There was no such reason for the Chippendale physique Mac suddenly boasted in the thirteenth. In fact, it made no sense in-universe whatsoever, as McElhenney’s description of the punishing regimen it had required included – well, any number of points Mac would never have gone for, but crucially, no drinking, unthinkable for any of It’s Always Sunny’s functional alcoholic main characters. We’ve literally seen them get the DTs before (another process, incidentally, that can easily be fatal).
McElhenney personally becoming more polished and more expensively constructed is an eerily apt reflection of how It’s Always Sunny itself has mutated over the years. It’s been around long enough to make the leap into widescreen, and just going through the back catalogue, you can see they’re using better cameras these days – certainly better than in the pilot, which was a matter of McElhenney, Howerton, and Day running in and out of each others’ apartments with a camcorder.

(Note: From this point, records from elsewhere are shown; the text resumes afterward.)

use axum::{
    extract::{FromRef, State},
    http::HeaderMap,
    response::{AppendHeaders, IntoResponse},
    Json,
};
use serde_json::json;
use time::OffsetDateTime;
use tracing::{info, instrument, warn};

use crate::{
    auth::{
        dto::{
            ChangePasswordRequest, DeleteAccountRequest, LoginRequest, PublicUser,
            RefreshRequest, RegisterRequest, ResendOtpRequest, UpdateDetailsRequest,
            VerifyOtpRequest,
        },
        jwt::{
            auth_cookie_headers, clear_cookie_headers, cookie_value, AuthUser, JwtKeys,
            REFRESH_COOKIE,
        },
        otp::{self, OtpRejection},
        password::{hash_password, verify_password},
        repo::{self, NewUser, User},
    },
    error::{ApiError, ApiResponse, ApiResult},
    state::AppState,
    storage::{self, delete_photos_best_effort},
};

const OTP_SUBJECT: &str = "StayMate email verification";

/// Signs a fresh token pair and persists the refresh token, invalidating
/// whatever token was stored before.
async fn issue_token_pair(state: &AppState, user: &User) -> ApiResult<(String, String)> {
    let keys = JwtKeys::from_ref(state);
    let access_token = keys.sign_access(user.id)?;
    let refresh_token = keys.sign_refresh(user.id)?;
    User::set_refresh_token(&state.db, user.id, Some(&refresh_token)).await?;
    Ok((access_token, refresh_token))
}

#[instrument(skip(state, payload))]
pub async fn register(
    State(state): State<AppState>,
    Json(mut payload): Json<RegisterRequest>,
) -> ApiResult<impl IntoResponse> {
    payload.email = payload.email.trim().to_lowercase();
    payload.validate()?;

    if User::username_or_email_exists(&state.db, payload.username.trim(), &payload.email).await? {
        warn!(email = %payload.email, "registration conflict");
        return Err(ApiError::Conflict(
            "User already existed - username or email".into(),
        ));
    }

    let password_hash = hash_password(&payload.password)?;

    let profile_photo = match &payload.profile_photo {
        Some(upload) => Some(storage::upload_photo(state.storage.as_ref(), "profiles", upload).await?),
        None => None,
    };

    let code = otp::generate_code();
    let now = OffsetDateTime::now_utc();
    let user = User::create(
        &state.db,
        NewUser {
            username: payload.username.trim().to_string(),
            email: payload.email.clone(),
            contact: payload.contact.trim().to_string(),
            password_hash,
            user_type: payload.user_type.clone(),
            occupation: payload.occupation.clone(),
            profile_photo,
            otp_code: code.clone(),
            otp_expires_at: now + otp::OTP_TTL,
            otp_last_sent_at: now,
        },
    )
    .await?;

    state
        .mailer
        .send(&user.email, OTP_SUBJECT, &otp::email_body(&code))
        .await?;

    info!(user_id = %user.id, email = %user.email, "user registered");
    Ok(ApiResponse::created(
        PublicUser::from(user),
        "User created successfully",
    ))
}

#[instrument(skip(state, payload))]
pub async fn verify_otp(
    State(state): State<AppState>,
    Json(payload): Json<VerifyOtpRequest>,
) -> ApiResult<impl IntoResponse> {
    let email = payload.email.trim().to_lowercase();
    let user = User::find_by_email(&state.db, &email)
        .await?
        .ok_or_else(|| ApiError::NotFound("User not found".into()))?;

    let now = OffsetDateTime::now_utc();
    match otp::check_code(
        user.otp_code.as_deref(),
        user.otp_expires_at,
        payload.code.trim(),
        now,
    ) {
        Ok(()) => {
            User::mark_verified(&state.db, user.id).await?;
            info!(user_id = %user.id, "email verified");
            Ok(ApiResponse::ok(json!({}), "Email verified successfully"))
        }
        Err(OtpRejection::Missing) => Err(ApiError::BadRequest(
            "No verification code has been issued".into(),
        )),
        Err(OtpRejection::Mismatch) => {
            warn!(user_id = %user.id, "otp mismatch");
            Err(ApiError::BadRequest("Invalid verification code".into()))
        }
        Err(OtpRejection::Expired) => Err(ApiError::BadRequest(
            "Verification code has expired".into(),
        )),
    }
}

#[instrument(skip(state, payload))]
pub async fn resend_otp(
    State(state): State<AppState>,
    Json(payload): Json<ResendOtpRequest>,
) -> ApiResult<impl IntoResponse> {
    let email = payload.email.trim().to_lowercase();
    let user = User::find_by_email(&state.db, &email)
        .await?
        .ok_or_else(|| ApiError::NotFound("User not found".into()))?;

    if user.is_verified {
        return Err(ApiError::BadRequest("Email is already verified".into()));
    }

    let now = OffsetDateTime::now_utc();
    if !otp::resend_allowed(user.otp_last_sent_at, now) {
        return Err(ApiError::TooManyRequests(
            "OTP was sent recently, try again in a minute".into(),
        ));
    }

    let code = otp::generate_code();
    User::set_otp(&state.db, user.id, &code, now + otp::OTP_TTL, now).await?;
    state
        .mailer
        .send(&user.email, OTP_SUBJECT, &otp::email_body(&code))
        .await?;

    info!(user_id = %user.id, "otp resent");
    Ok(ApiResponse::ok(json!({}), "Verification code sent"))
}

#[instrument(skip(state, payload))]
pub async fn login(
    State(state): State<AppState>,
    Json(payload): Json<LoginRequest>,
) -> ApiResult<impl IntoResponse> {
    let identifier = payload.identifier.trim();
    if identifier.is_empty() || payload.password.is_empty() {
        return Err(ApiError::BadRequest(
            "Username/Email and password are required".into(),
        ));
    }

    let user = User::find_by_identifier(&state.db, identifier)
        .await?
        .ok_or_else(|| {
            warn!(identifier = %identifier, "login unknown identifier");
            ApiError::Unauthorized("Invalid username or password".into())
        })?;

    // Verification status outranks the password check: an unverified
    // account gets 403 no matter what was typed.
    if !user.is_verified {
        return Err(ApiError::Forbidden("Email is not verified".into()));
    }

    if !verify_password(&payload.password, &user.password_hash)? {
        warn!(user_id = %user.id, "login invalid password");
        return Err(ApiError::Unauthorized("Invalid username or password".into()));
    }

    let (access_token, refresh_token) = issue_token_pair(&state, &user).await?;
    let keys = JwtKeys::from_ref(&state);

    info!(user_id = %user.id, "user logged in");
    Ok((
        AppendHeaders(auth_cookie_headers(&keys, &access_token, &refresh_token)),
        ApiResponse::ok(
            json!({ "user": PublicUser::from(user) }),
            "User successfully logged in",
        ),
    ))
}

#[instrument(skip(state, headers, payload))]
pub async fn refresh(
    State(state): State<AppState>,
    headers: HeaderMap,
    payload: Option<Json<RefreshRequest>>,
) -> ApiResult<impl IntoResponse> {
    let presented = cookie_value(&headers, REFRESH_COOKIE)
        .or_else(|| payload.and_then(|Json(p)| p.refresh_token))
        .ok_or_else(|| ApiError::Unauthorized("Refresh token not found".into()))?;

    let keys = JwtKeys::from_ref(&state);
    let claims = keys
        .verify_refresh(&presented)
        .map_err(|_| ApiError::Forbidden("Invalid refresh token".into()))?;

    let user = User::find_by_id(&state.db, claims.sub)
        .await?
        .ok_or_else(|| ApiError::Forbidden("User not found".into()))?;

    // Single-active-token policy: anything but the currently stored token
    // is dead, even if its signature still verifies.
    if user.refresh_token.as_deref() != Some(presented.as_str()) {
        warn!(user_id = %user.id, "stale refresh token presented");
        return Err(ApiError::Forbidden("Refresh token does not match".into()));
    }

    let (access_token, refresh_token) = issue_token_pair(&state, &user).await?;

    info!(user_id = %user.id, "token pair rotated");
    Ok((
        AppendHeaders(auth_cookie_headers(&keys, &access_token, &refresh_token)),
        ApiResponse::ok(
            json!({}),
            "Successfully updated access and refresh tokens",
        ),
    ))
}

#[instrument(skip(state, user))]
pub async fn logout(
    State(state): State<AppState>,
    AuthUser(user): AuthUser,
) -> ApiResult<impl IntoResponse> {
    User::set_refresh_token(&state.db, user.id, None).await?;
    info!(user_id = %user.id, "user logged out");
    Ok((
        AppendHeaders(clear_cookie_headers()),
        ApiResponse::ok(json!({}), "Successfully logged out user"),
    ))
}

#[instrument(skip(state, user, payload))]
pub async fn change_password(
    State(state): State<AppState>,
    AuthUser(user): AuthUser,
    Json(payload): Json<ChangePasswordRequest>,
) -> ApiResult<impl IntoResponse> {
    if payload.old_password.is_empty() || payload.new_password.is_empty() {
        return Err(ApiError::BadRequest(
            "Both old and new password are required".into(),
        ));
    }
    if payload.new_password.len() < 8 {
        return Err(ApiError::BadRequest("Password too short".into()));
    }
    if !verify_password(&payload.old_password, &user.password_hash)? {
        return Err(ApiError::Unauthorized("Invalid old password".into()));
    }

    let hash = hash_password(&payload.new_password)?;
    User::set_password(&state.db, user.id, &hash).await?;

    info!(user_id = %user.id, "password changed");
    Ok(ApiResponse::ok(json!({}), "Password changed successfully"))
}

#[instrument(skip(state, user, payload))]
pub async fn update_details(
    State(state): State<AppState>,
    AuthUser(mut user): AuthUser,
    Json(payload): Json<UpdateDetailsRequest>,
) -> ApiResult<impl IntoResponse> {
    payload.validate()?;

    if let Some(username) = payload.username {
        let username = username.trim().to_string();
        if !username.is_empty() && username != user.username {
            if User::username_taken_by_other(&state.db, &username, user.id).await? {
                return Err(ApiError::Conflict("Username already taken".into()));
            }
            user.username = username;
        }
    }
    if let Some(contact) = payload.contact {
        if !contact.trim().is_empty() {
            user.contact = contact.trim().to_string();
        }
    }
    if let Some(user_type) = payload.user_type {
        user.user_type = user_type;
    }
    if let Some(occupation) = payload.occupation {
        user.occupation = Some(occupation);
    }

    if let Some(upload) = &payload.profile_photo {
        let new_photo = storage::upload_photo(state.storage.as_ref(), "profiles", upload).await?;
        if let Some(old) = user.profile_photo.take() {
            if let Some(public_id) = old.0.public_id() {
                state.storage.delete(&public_id).await?;
            }
        }
        user.profile_photo = Some(sqlx::types::Json(new_photo));
    }

    let updated = User::update_profile(&state.db, &user).await?;
    info!(user_id = %updated.id, "user details updated");
    Ok(ApiResponse::ok(
        PublicUser::from(updated),
        "Details updated successfully",
    ))
}

#[instrument(skip(state, user, payload))]
pub async fn delete_account(
    State(state): State<AppState>,
    AuthUser(user): AuthUser,
    Json(payload): Json<DeleteAccountRequest>,
) -> ApiResult<impl IntoResponse> {
    if payload.password.is_empty() {
        return Err(ApiError::BadRequest("Enter password".into()));
    }
    if !verify_password(&payload.password, &user.password_hash)? {
        return Err(ApiError::Unauthorized("Incorrect password".into()));
    }

    let user_id = user.id;
    let photos =
        repo::delete_cascade(&state.db, user_id, user.profile_photo.map(|p| p.0)).await?;

    // Relational state is gone; stored objects are cleaned best-effort and
    // must not resurrect the request on failure.
    delete_photos_best_effort(state.storage.as_ref(), &photos).await;

    info!(user_id = %user_id, "user deleted");
    Ok(ApiResponse::ok(json!({}), "User deleted successfully"))
}

#[instrument(skip_all)]
pub async fn get_details(AuthUser(user): AuthUser) -> ApiResult<impl IntoResponse> {
    Ok(ApiResponse::ok(PublicUser::from(user), "User details"))
}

And being more polished in this way has, perhaps by necessity, resulted in scripts which play it ever-so-slightly more safely and rigidly. To no longer have the occasional moment where the cast are all just shouting incoherently over each other is probably a good thing, but this is a double-edged sword. With more set-pieces and more elaborate plotlines, it’s hard to think they improvise quite as much as they once did (this is why Olson and Day share so many scenes – Olson is by far the most resistant to corpsing). And what’s more, this has also resulted in the show handling subjects more clumsily than it might have in its heyday.
‘The Gang Escapes’ hammered on its point of the men thinking themselves more sensible than women, all while proving that they’re obviously not, so much and so hard that even the slowest viewer couldn’t fail to grasp the implication – which you can neatly contrast with the masterful treatment of gender politics used in Dennis’s discussion of ‘the implication’. Subtlety is abandoned for the miserable consolation prize of making a capital-p Point.
This has been reflected across the board as time’s gone by. What would once have been subtext has become text. The grimy, anarchic, realistic feel of the gang’s arguments over everything and nothing gave way to painfully artificial treatment of current events. One recent two-parter actually saw them go to the Super Bowl and enjoy a Philadelphia Eagles victory – the kind of big event favoured by shows which now have a very large budget and fancy giving the cast a nice day out. And, in the flashback episode ‘The Gang Does A Clip Show’ (which did at least have the sense not to make it a straight clip show, and had them ‘remember’ an episode of Seinfeld) we saw that they were actually bleeping out some of the more vulgar language from seasons past.
It’s Always Sunny had itself mocked this process, when Dee’s depressing video diary went viral on YouTube (under the suitably grim pen name patheticgirl43) – at which point Dee, scenting blood, suddenly started appearing in good lighting, drinking champagne, talking about how well her acting career was going. And, true to form, people simply weren’t as interested in the everyday problems of an attractive, well-to-do person. There really is no better illustration of being a victim of one’s own success.